## WHAT YOU ARE ASKED TO DO
Nothing but the lines from the one containing "let mut approvals = storage::load_approvals(env, campaign_id);" through the one containing "let amount = campaign.current_balance;", both included, should be given again, each exactly as written below.

## GIVEN INFORMATION
* * *

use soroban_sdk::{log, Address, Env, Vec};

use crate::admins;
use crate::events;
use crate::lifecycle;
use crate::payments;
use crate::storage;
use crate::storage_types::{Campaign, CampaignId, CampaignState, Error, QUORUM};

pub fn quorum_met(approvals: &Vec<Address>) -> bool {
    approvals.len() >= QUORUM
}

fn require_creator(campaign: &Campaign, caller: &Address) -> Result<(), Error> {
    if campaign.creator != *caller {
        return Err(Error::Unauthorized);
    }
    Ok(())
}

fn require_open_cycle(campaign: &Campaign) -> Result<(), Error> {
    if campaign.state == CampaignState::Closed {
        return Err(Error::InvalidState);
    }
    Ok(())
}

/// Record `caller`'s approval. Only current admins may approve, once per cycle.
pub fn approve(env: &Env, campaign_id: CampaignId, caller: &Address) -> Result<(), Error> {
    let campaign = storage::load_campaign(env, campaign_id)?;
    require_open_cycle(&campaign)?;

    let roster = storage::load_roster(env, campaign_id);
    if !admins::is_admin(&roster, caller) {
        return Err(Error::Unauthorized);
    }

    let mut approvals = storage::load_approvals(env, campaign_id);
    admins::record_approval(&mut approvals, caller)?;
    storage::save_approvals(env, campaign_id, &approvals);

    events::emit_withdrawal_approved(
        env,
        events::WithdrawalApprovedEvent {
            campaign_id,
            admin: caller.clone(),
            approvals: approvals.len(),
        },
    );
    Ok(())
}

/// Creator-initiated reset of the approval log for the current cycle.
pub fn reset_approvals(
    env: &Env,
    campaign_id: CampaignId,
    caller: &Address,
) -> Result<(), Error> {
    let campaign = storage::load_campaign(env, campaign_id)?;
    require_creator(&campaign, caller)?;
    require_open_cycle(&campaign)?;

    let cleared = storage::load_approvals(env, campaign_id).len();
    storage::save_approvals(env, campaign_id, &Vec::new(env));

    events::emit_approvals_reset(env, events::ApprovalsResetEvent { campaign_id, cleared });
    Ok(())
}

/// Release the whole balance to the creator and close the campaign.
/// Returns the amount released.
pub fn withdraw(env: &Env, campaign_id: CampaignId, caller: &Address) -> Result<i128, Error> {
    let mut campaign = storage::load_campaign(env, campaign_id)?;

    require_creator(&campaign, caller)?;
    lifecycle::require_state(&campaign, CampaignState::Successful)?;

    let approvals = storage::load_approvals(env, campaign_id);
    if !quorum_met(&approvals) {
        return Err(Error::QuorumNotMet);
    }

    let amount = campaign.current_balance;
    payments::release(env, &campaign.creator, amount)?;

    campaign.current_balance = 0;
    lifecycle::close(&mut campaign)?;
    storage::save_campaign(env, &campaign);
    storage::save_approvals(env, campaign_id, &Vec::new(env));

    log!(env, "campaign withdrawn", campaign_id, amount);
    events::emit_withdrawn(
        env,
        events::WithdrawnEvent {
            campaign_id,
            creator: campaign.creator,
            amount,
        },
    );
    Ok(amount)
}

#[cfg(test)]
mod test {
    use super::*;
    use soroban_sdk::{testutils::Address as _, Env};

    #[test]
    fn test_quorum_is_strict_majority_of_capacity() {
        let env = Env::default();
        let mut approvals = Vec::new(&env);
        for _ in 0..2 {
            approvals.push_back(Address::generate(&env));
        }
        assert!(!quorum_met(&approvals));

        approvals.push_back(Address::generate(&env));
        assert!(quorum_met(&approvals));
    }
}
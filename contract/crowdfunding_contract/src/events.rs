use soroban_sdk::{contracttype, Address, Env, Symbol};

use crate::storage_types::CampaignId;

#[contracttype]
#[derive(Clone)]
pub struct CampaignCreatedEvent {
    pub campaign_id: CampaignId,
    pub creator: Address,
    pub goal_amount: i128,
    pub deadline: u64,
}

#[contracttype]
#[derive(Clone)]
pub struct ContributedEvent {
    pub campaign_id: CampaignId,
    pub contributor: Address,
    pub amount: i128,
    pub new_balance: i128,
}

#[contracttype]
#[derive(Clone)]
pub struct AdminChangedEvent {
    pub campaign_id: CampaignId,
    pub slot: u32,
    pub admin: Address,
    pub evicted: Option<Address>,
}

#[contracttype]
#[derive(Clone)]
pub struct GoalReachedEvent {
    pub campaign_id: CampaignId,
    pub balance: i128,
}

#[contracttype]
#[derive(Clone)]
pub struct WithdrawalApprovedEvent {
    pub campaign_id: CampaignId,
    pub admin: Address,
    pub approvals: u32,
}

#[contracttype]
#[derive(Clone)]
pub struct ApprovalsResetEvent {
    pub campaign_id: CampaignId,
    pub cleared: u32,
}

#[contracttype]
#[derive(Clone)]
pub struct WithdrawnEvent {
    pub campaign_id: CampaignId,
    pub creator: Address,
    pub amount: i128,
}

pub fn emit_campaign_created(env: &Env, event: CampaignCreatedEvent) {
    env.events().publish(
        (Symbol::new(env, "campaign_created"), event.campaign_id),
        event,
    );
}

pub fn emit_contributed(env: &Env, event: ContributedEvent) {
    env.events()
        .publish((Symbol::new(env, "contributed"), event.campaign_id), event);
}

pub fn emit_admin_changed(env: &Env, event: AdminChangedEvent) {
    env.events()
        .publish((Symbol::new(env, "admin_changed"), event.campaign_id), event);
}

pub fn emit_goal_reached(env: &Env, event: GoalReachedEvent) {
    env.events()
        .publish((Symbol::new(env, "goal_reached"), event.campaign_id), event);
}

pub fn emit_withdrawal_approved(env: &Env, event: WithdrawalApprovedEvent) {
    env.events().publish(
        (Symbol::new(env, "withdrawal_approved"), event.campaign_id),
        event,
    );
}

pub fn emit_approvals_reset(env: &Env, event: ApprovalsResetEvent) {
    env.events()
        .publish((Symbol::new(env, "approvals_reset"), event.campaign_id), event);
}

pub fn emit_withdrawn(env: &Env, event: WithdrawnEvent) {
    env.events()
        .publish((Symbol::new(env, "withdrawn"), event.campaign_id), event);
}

* * *

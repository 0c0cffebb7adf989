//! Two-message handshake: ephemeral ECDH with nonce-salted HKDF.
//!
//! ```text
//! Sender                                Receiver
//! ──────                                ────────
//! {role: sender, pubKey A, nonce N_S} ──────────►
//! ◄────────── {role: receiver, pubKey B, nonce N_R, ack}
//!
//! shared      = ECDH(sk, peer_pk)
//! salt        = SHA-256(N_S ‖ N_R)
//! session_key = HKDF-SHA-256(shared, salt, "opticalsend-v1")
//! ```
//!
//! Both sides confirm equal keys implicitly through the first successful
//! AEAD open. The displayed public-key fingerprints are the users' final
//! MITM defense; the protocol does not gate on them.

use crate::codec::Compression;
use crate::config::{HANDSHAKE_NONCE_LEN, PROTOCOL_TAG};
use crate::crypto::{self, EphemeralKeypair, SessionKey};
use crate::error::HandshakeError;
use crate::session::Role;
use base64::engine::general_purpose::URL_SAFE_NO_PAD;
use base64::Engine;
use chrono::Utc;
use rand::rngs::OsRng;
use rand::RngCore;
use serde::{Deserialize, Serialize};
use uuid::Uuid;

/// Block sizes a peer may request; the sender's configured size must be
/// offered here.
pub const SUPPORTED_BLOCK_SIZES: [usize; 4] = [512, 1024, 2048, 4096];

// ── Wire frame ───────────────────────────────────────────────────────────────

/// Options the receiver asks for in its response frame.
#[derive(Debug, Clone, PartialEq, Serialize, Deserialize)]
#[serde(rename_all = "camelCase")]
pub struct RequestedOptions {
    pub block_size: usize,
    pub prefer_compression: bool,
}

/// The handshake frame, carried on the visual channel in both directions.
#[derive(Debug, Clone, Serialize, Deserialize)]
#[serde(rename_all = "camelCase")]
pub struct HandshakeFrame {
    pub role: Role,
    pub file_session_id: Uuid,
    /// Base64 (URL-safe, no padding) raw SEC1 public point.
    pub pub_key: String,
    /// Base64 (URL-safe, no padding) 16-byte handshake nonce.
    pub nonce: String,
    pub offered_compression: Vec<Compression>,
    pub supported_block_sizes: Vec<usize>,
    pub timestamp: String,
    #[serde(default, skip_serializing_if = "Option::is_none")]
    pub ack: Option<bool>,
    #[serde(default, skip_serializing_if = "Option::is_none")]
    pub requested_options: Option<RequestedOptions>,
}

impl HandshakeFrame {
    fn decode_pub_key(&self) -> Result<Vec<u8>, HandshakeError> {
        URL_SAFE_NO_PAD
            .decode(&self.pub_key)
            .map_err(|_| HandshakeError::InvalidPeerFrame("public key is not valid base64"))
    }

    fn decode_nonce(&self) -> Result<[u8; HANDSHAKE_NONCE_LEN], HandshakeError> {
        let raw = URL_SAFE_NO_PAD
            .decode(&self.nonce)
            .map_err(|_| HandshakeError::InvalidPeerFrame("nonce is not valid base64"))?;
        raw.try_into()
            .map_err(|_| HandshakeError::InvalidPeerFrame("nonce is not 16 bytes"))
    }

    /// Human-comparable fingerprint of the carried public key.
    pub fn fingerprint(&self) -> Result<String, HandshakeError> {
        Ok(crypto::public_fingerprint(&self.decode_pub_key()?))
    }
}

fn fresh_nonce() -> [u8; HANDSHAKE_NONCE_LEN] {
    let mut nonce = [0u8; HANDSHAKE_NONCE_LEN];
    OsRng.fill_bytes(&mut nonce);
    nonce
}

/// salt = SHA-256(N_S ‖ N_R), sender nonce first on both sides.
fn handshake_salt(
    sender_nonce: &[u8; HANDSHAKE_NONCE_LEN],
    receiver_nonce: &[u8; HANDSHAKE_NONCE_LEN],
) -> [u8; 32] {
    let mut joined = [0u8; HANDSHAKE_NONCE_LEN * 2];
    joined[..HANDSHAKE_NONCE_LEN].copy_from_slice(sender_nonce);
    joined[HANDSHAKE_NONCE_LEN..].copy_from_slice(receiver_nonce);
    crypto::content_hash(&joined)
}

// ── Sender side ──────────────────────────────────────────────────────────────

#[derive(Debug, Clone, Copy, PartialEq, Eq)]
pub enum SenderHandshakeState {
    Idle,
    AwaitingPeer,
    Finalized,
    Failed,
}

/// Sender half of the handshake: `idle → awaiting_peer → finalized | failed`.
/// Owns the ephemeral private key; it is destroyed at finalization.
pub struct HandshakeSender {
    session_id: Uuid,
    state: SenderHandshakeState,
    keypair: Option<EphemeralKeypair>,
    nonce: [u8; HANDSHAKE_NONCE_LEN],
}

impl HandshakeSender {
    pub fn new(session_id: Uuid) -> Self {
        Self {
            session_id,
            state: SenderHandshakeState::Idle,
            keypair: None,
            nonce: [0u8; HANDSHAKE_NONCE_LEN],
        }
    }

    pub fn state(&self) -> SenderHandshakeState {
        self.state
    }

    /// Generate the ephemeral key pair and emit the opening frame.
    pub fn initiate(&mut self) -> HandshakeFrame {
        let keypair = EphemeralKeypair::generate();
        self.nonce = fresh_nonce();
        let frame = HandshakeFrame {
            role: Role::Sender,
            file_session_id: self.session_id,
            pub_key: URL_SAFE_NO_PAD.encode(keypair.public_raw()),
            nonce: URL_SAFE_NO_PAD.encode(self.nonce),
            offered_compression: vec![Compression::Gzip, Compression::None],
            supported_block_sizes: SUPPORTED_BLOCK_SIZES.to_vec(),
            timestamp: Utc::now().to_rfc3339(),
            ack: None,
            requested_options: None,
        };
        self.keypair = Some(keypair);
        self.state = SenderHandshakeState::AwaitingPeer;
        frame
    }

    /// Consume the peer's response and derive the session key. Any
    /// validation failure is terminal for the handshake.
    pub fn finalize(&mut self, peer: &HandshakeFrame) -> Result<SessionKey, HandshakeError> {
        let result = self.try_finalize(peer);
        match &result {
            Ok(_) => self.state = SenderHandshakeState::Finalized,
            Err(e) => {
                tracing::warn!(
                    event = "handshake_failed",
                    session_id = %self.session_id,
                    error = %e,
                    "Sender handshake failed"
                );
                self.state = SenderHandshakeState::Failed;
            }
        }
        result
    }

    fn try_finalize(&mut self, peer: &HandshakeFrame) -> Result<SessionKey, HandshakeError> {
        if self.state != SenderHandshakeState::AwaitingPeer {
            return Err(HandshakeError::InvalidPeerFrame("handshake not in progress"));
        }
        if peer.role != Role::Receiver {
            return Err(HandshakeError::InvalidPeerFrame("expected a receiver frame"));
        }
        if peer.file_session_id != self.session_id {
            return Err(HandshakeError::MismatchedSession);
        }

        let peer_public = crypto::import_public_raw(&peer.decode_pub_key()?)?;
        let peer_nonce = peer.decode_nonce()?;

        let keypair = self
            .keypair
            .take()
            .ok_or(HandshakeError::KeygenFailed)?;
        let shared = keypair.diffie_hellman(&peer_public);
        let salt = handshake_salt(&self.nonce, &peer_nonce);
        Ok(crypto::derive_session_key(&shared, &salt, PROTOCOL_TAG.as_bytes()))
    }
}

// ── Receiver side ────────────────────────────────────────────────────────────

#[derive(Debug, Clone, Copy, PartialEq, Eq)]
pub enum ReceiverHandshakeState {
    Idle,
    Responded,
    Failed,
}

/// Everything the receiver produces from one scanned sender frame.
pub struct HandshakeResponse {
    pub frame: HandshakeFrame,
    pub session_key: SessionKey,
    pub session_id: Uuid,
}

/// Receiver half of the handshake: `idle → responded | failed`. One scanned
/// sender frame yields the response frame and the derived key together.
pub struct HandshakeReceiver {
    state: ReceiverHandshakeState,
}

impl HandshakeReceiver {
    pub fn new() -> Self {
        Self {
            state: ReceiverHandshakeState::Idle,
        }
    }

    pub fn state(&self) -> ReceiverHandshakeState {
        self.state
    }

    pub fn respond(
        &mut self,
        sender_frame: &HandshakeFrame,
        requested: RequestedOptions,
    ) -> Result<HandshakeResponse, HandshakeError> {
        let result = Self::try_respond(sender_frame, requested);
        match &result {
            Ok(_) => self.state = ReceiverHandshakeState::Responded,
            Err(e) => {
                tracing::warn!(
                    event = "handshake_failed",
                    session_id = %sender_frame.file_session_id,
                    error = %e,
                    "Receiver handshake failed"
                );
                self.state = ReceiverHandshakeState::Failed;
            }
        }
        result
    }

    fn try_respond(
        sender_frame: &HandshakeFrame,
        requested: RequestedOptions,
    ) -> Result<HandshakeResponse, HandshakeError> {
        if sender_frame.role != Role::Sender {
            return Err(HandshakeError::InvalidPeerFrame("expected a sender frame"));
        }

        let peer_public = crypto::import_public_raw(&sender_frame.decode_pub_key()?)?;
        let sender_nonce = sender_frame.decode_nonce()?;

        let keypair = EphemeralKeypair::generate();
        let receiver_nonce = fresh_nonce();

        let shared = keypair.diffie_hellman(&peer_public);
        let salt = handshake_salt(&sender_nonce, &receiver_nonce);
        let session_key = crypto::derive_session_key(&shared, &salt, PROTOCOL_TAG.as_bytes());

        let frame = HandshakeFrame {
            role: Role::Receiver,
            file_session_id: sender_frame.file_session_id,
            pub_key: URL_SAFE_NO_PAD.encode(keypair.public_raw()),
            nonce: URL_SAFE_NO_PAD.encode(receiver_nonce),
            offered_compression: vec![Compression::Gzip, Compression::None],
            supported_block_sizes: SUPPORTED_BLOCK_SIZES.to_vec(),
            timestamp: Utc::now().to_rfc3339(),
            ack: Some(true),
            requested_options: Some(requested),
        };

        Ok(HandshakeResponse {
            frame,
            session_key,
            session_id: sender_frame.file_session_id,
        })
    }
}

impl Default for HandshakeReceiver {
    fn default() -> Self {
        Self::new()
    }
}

* * *

## ANSWER TO THIS TASK
    let mut approvals = storage::load_approvals(env, campaign_id);
    admins::record_approval(&mut approvals, caller)?;
    storage::save_approvals(env, campaign_id, &approvals);

    events::emit_withdrawal_approved(
        env,
        events::WithdrawalApprovedEvent {
            campaign_id,
            admin: caller.clone(),
            approvals: approvals.len(),
        },
    );
    Ok(())
}

/// Creator-initiated reset of the approval log for the current cycle.
pub fn reset_approvals(
    env: &Env,
    campaign_id: CampaignId,
    caller: &Address,
) -> Result<(), Error> {
    let campaign = storage::load_campaign(env, campaign_id)?;
    require_creator(&campaign, caller)?;
    require_open_cycle(&campaign)?;

    let cleared = storage::load_approvals(env, campaign_id).len();
    storage::save_approvals(env, campaign_id, &Vec::new(env));

    events::emit_approvals_reset(env, events::ApprovalsResetEvent { campaign_id, cleared });
    Ok(())
}

/// Release the whole balance to the creator and close the campaign.
/// Returns the amount released.
pub fn withdraw(env: &Env, campaign_id: CampaignId, caller: &Address) -> Result<i128, Error> {
    let mut campaign = storage::load_campaign(env, campaign_id)?;

    require_creator(&campaign, caller)?;
    lifecycle::require_state(&campaign, CampaignState::Successful)?;

    let approvals = storage::load_approvals(env, campaign_id);
    if !quorum_met(&approvals) {
        return Err(Error::QuorumNotMet);
    }

    let amount = campaign.current_balance;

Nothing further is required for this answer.